Selective Tumor Targeting by the Hypoxia-Activated Prodrug AQ4N Blocks Tumor Growth and Metastasis in Preclinical Models of Pancreatic Cancer

Abstract

The antitumor activities and pharmacokinetics of the hypoxia-activated cytotoxin AQ4N and its metabolites were assessed in several preclinical models of pancreatic cancers. The cytotoxic effects of AQ4N prodrug and its bioreduced form, AQ4, were tested against multiple human tumor cell lines using 3-(4,5-dimethylthiazol-2-yl)-2,5-diphenyltetrazolium bromide assays. Nude mice bearing s.c. or orthotopically implanted human BxPC-3 or Panc-1 tumor cells were treated with AQ4N. Tumor growth inhibition, time to progression/end point, and liver metastasis were evaluated in treatment versus control groups. Plasma and tumor levels of AQ4N and its metabolites were quantitated by liquid chromatography-tandem mass spectrometry. In contrast to AQ4N, the bioreduced AQ4 metabolite displayed potent cytotoxicity in many human tumor lines, including those derived from human pancreatic adenocarcinomas. Single-agent administration of AQ4N significantly delayed tumor growth, progression, and survival in a manner comparable with gemcitabine in multiple pancreatic tumor models in vivo. Survival increases were accompanied by a reduction in incidence and spread of liver metastasis.
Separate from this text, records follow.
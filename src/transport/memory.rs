// src/transport/memory.rs

//! In-memory message bus.
//!
//! A pure in-process implementation of the domain-level [`MessageBus`]
//! trait, intended for testing, local execution, and as the reference for
//! bus semantics.
//!
//! ## Reference semantics
//!
//! - Once `subscribe()` returns successfully, messages published *after*
//!   that point under a bound routing key are deliverable.
//! - Routing-key matching is exact string equality; no wildcards.
//! - Per queue, deliveries preserve publish order.
//! - Fanout: every queue bound to a key receives its own copy; multiple
//!   subscribers on the same queue all receive every delivery.
//!
//! This bus does not attempt to emulate broker failure modes, persistence,
//! or delivery guarantees; it provides a deterministic baseline against
//! which the bridging and choreography layers are validated.

use std::collections::HashMap;
use std::sync::{Arc, OnceLock};

use tokio::sync::{mpsc, RwLock};

use crate::{
    // ---
    log_debug,
    log_info,
    BusPtr,
    Delivery,
    MessageBus,
    QueueBinding,
    Result,
    RoutingKey,
    SubscriptionHandle,
};
use bytes::Bytes;

/// One queue's binding state on the hub.
struct QueueState {
    // ---
    keys: Vec<RoutingKey>,
    senders: Vec<mpsc::Sender<Delivery>>,
}

/// Shared broker state for the in-memory bus.
///
/// Simulates a message broker within a single process. All `MemoryBus`
/// instances that share a hub publish into the same binding table, exactly
/// as processes connected to one real broker would.
///
/// Integration tests that run in parallel should construct a hub explicitly
/// via [`MemoryHub::new`] and pass it to
/// [`create_memory_bus_with_hub`](crate::create_memory_bus_with_hub) for
/// isolation.
pub struct MemoryHub {
    // ---
    queues: RwLock<HashMap<Arc<str>, QueueState>>,
}

impl MemoryHub {
    /// Create a new, empty hub.
    pub fn new() -> Arc<Self> {
        // ---
        Arc::new(Self {
            queues: RwLock::new(HashMap::new()),
        })
    }

    async fn publish(&self, _bus_id: &str, key: RoutingKey, body: Bytes) -> Result<()> {
        // ---
        // Snapshot the matching senders first; the bounded sends below can
        // wait on a full inbox, and that wait must not happen with the
        // binding table locked or one slow queue would stall every other
        // publisher and block new subscriptions.
        let targets: Vec<(Arc<str>, mpsc::Sender<Delivery>)> = {
            let queues = self.queues.read().await;
            queues
                .iter()
                .filter(|(_, state)| state.keys.contains(&key))
                .flat_map(|(queue, state)| {
                    state.senders.iter().map(|tx| (queue.clone(), tx.clone()))
                })
                .collect()
        };

        for (_queue, sender) in targets {
            log_debug!("{_bus_id}: publish {} -> {_queue}", key.as_str());

            let delivery = Delivery {
                routing_key: key.clone(),
                body: body.clone(),
            };
            // A closed channel indicates a dropped SubscriptionHandle.
            if let Err(_err) = sender.send(delivery).await {
                log_info!("{_bus_id}: dropped delivery on {_queue}: {_err}");
            }
        }

        Ok(())
    }

    async fn subscribe(&self, _bus_id: &str, binding: QueueBinding) -> Result<SubscriptionHandle> {
        // ---
        log_debug!(
            "{_bus_id}: subscribe {} ({} keys)",
            binding.queue.as_str(),
            binding.keys.len()
        );

        let (tx, rx) = mpsc::channel(64);

        let mut queues = self.queues.write().await;
        let state = queues
            .entry(binding.queue.0.clone())
            .or_insert_with(|| QueueState {
                keys: Vec::new(),
                senders: Vec::new(),
            });

        for key in binding.keys {
            if !state.keys.contains(&key) {
                state.keys.push(key);
            }
        }
        state.senders.push(tx);

        Ok(SubscriptionHandle { inbox: rx })
    }

    async fn close(&self, _bus_id: &str) -> Result<()> {
        // ---
        log_debug!("{_bus_id}: closing bus...");

        let mut queues = self.queues.write().await;
        queues.clear();
        Ok(())
    }
}

/// Process-global hub used by [`create_memory_bus`](crate::create_memory_bus).
static GLOBAL_HUB: OnceLock<Arc<MemoryHub>> = OnceLock::new();

fn global_hub() -> Arc<MemoryHub> {
    GLOBAL_HUB.get_or_init(MemoryHub::new).clone()
}

/// In-memory bus instance routing through a shared [`MemoryHub`].
struct MemoryBus {
    // ---
    bus_id: String,
    hub: Arc<MemoryHub>,
}

#[async_trait::async_trait]
impl MessageBus for MemoryBus {
    // ---
    fn bus_id(&self) -> &str {
        &self.bus_id
    }

    async fn publish(&self, key: RoutingKey, body: Bytes) -> Result<()> {
        self.hub.publish(&self.bus_id, key, body).await
    }

    async fn subscribe(&self, binding: QueueBinding) -> Result<SubscriptionHandle> {
        self.hub.subscribe(&self.bus_id, binding).await
    }

    /// Clears all bindings from the shared hub. Idempotent. Note that other
    /// bus instances sharing the hub lose their bindings too; use per-test
    /// hubs to avoid this.
    async fn close(&self) -> Result<()> {
        self.hub.close(&self.bus_id).await
    }
}

/// Create an in-memory bus on the process-global hub.
///
/// All buses created with this function share one binding table, matching
/// the semantics of processes connected to a single broker.
pub fn create_memory_bus(bus_id: impl Into<String>) -> BusPtr {
    // ---
    create_memory_bus_with_hub(bus_id, global_hub())
}

/// Create an in-memory bus on an explicitly provided hub.
///
/// Lets parallel tests isolate their binding tables from each other.
pub fn create_memory_bus_with_hub(bus_id: impl Into<String>, hub: Arc<MemoryHub>) -> BusPtr {
    // ---
    let bus_id = bus_id.into();
    log_debug!("{bus_id}: create memory bus");

    Arc::new(MemoryBus { bus_id, hub })
}

#[cfg(test)]
mod tests {
    // ---
    use super::*;
    use std::time::Duration;

    fn body(text: &str) -> Bytes {
        Bytes::from(text.as_bytes().to_vec())
    }

    async fn recv(handle: &mut SubscriptionHandle) -> Delivery {
        tokio::time::timeout(Duration::from_secs(1), handle.inbox.recv())
            .await
            .expect("timed out waiting for delivery")
            .expect("inbox closed")
    }

    #[tokio::test]
    async fn test_routes_by_bound_key() {
        // ---
        let hub = MemoryHub::new();
        let bus = create_memory_bus_with_hub("test", hub);

        let mut trips = bus
            .subscribe(QueueBinding::new("q.trips", &["trip.event.created"]))
            .await
            .unwrap();
        let mut drivers = bus
            .subscribe(QueueBinding::new("q.drivers", &["driver.cmd.trip_request"]))
            .await
            .unwrap();

        bus.publish("trip.event.created".into(), body("a"))
            .await
            .unwrap();

        let delivery = recv(&mut trips).await;
        assert_eq!(delivery.routing_key.as_str(), "trip.event.created");
        assert_eq!(&delivery.body[..], b"a");

        // The driver queue saw nothing.
        assert!(drivers.inbox.try_recv().is_err());
    }

    #[tokio::test]
    async fn test_fanout_to_all_bound_queues() {
        // ---
        let hub = MemoryHub::new();
        let bus = create_memory_bus_with_hub("test", hub);

        let mut q1 = bus
            .subscribe(QueueBinding::new("q.one", &["trip.event.created"]))
            .await
            .unwrap();
        let mut q2 = bus
            .subscribe(QueueBinding::new("q.two", &["trip.event.created"]))
            .await
            .unwrap();

        bus.publish("trip.event.created".into(), body("x"))
            .await
            .unwrap();

        assert_eq!(&recv(&mut q1).await.body[..], b"x");
        assert_eq!(&recv(&mut q2).await.body[..], b"x");
    }

    #[tokio::test]
    async fn test_per_queue_order_preserved() {
        // ---
        let hub = MemoryHub::new();
        let bus = create_memory_bus_with_hub("test", hub);

        let mut q = bus
            .subscribe(QueueBinding::new("q.ordered", &["trip.event.created"]))
            .await
            .unwrap();

        for i in 0..5u8 {
            bus.publish("trip.event.created".into(), Bytes::from(vec![i]))
                .await
                .unwrap();
        }

        for i in 0..5u8 {
            assert_eq!(recv(&mut q).await.body[0], i);
        }
    }

    #[tokio::test]
    async fn test_full_inbox_does_not_stall_other_queues() {
        // ---
        let hub = MemoryHub::new();
        let bus = create_memory_bus_with_hub("test", hub);

        let mut stalled = bus
            .subscribe(QueueBinding::new("q.stalled", &["trip.event.created"]))
            .await
            .unwrap();

        // Fill the unread inbox to its channel capacity, then park one more
        // publish behind it.
        for _ in 0..64 {
            bus.publish("trip.event.created".into(), body("x"))
                .await
                .unwrap();
        }
        let parked = {
            let bus = bus.clone();
            tokio::spawn(
                async move { bus.publish("trip.event.created".into(), body("y")).await },
            )
        };
        tokio::time::sleep(Duration::from_millis(20)).await;

        // The parked publish is waiting on the full inbox, but the binding
        // table stays available: new subscriptions and publishes to other
        // queues go through.
        let mut other = tokio::time::timeout(
            Duration::from_secs(1),
            bus.subscribe(QueueBinding::new("q.other", &["driver.cmd.trip_request"])),
        )
        .await
        .expect("subscribe stalled behind a full inbox")
        .unwrap();

        bus.publish("driver.cmd.trip_request".into(), body("z"))
            .await
            .unwrap();
        assert_eq!(&recv(&mut other).await.body[..], b"z");

        // Draining one delivery frees the slot the parked publish needs.
        recv(&mut stalled).await;
        parked.await.unwrap().unwrap();
    }

    #[tokio::test]
    async fn test_close_is_idempotent() {
        // ---
        let hub = MemoryHub::new();
        let bus = create_memory_bus_with_hub("test", hub);

        bus.close().await.unwrap();
        bus.close().await.unwrap();
    }
}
Quantitation of AQ4N and its metabolites in tumor-bearing mice showed that the prodrug is rapidly cleared from the circulation by 24 h and neither of the bioreduced metabolites was detected in plasma. In contrast, AQ4N readily penetrated BxPC-3 tumors and the cytotoxic AQ4 metabolite rapidly accumulated in tumor tissues at high levels in a dose-dependent fashion. AQ4N undergoes rapid and selective conversion into the potent antineoplastic metabolite AQ4 in tumors in vivo and provides proof of principle for the use of hypoxia-activated prodrugs in the treatment against pancreatic cancers.